DESeq 2

The Dataset

DESeq2 manual

Our goal for this experiment is to determine which Arabidopsis thaliana genes respond to nitrate. The dataset is a simple experiment where RNA is extracted from roots of independent plants and then sequenced. Two plants were treated with the control (KCl) and two samples were treated with Nitrate (KNO3).

The sequences were processed to remove all low quality sequences, trim all low quality nucleotides, and finally aligned against the Arabidopsis genome using TopHat. Our analysis starts from here.

Download from Google Drive

We have been provided the following files:

  1. 4 Bam files – An alignment file, one for each sample
  2. Arabidopsis.gtf file – which contains information about the genes in Arabidopsis and where they are located in the genome.
  3. Experiment design – a comma separated file containing meta data.
  4. Gene description – Description about the function of the genes in Arabidopsis.

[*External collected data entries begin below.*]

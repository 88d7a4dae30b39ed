use std::collections::VecDeque;

use scopeguard::guard;
use slotmap::SlotMap;
use tracing::{debug, trace};

use crate::{
    backend::{CursorState, NullScreen, ScreenWriter},
    commands::{Command, CommandSet},
    core::{
        config::Config,
        context::Ctx,
        dispatch::Dispatch,
        draw::{self, Drawing},
        focus::FocusManager,
        id::ViewId,
        modal::RunContext,
        node::{GroupData, ViewNode},
        state::StateManager,
        view::{RootView, ViewKind, as_any, as_any_mut},
    },
    error::{Error, Result},
    event::{Event, EventClass, EventKind, Info, Message},
    flags::{DragMode, GrowMode, HelpCtx, Options, State},
    geom::{Expanse, Point, Rect},
    palette::Palette,
};

/// A kind callback addressed to a view whose kind was checked out.
#[derive(Debug, Clone, Copy)]
pub(crate) enum Note {
    /// `ViewKind::state_changed` with the flags and new value.
    StateChanged(State, bool),
    /// An unclaimed event, walked up the owner chain from the view.
    EventError(Event),
}

/// The view arena, command set and run state of one kernel instance.
pub struct Core {
    /// Node storage arena.
    pub(crate) nodes: SlotMap<ViewId, ViewNode>,
    /// Root group.
    pub(crate) root: ViewId,
    /// Enabled commands.
    pub(crate) commands: CommandSet,
    /// Event put back for the next `get_event`.
    pub(crate) pending: Option<Event>,
    /// The innermost view running a modal loop.
    pub(crate) top_view: Option<ViewId>,
    /// Output device.
    pub(crate) screen: Box<dyn ScreenWriter>,
    /// Input and idle hook, present while attached.
    pub(crate) run: Option<RunContext>,
    /// Views whose draw was requested while their kind was checked out.
    pub(crate) deferred: Vec<ViewId>,
    /// Notifications waiting for their view's kind to come back.
    pub(crate) held: Vec<(ViewId, Note)>,
    /// Cursor last reported to the screen.
    pub(crate) cursor: Option<CursorState>,
    /// Settings the kernel was created with.
    pub(crate) config: Config,
}

impl Default for Core {
    fn default() -> Self {
        Self::new(Config::default())
    }
}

If you are doing this for the first time, you will have to install some packages first.

If you are on Dalma, please see special instructions on how to install the packages below.

The Data Files

We will use the result from the previous Aligning RNA-seq section.

It’s a good idea to start R from within the directory where the files are located.

BAM files are provided in this folder just in case you are not able to finish the alignment in time

Running R in interactive mode and modules to load.

###

The Alignment Files

The alignment files are in bam format. This files will not be loaded into R, but rather simply pointed to by a reference/variable. The alignment files provided are about 15x smaller compared to an average RNA-seq sample run today. Also there will be triplicates of 3 or more different conditions resulting in much more than 4 sample. So you can imagine the amount of space and memory R would need if all that data was stored in the workspace.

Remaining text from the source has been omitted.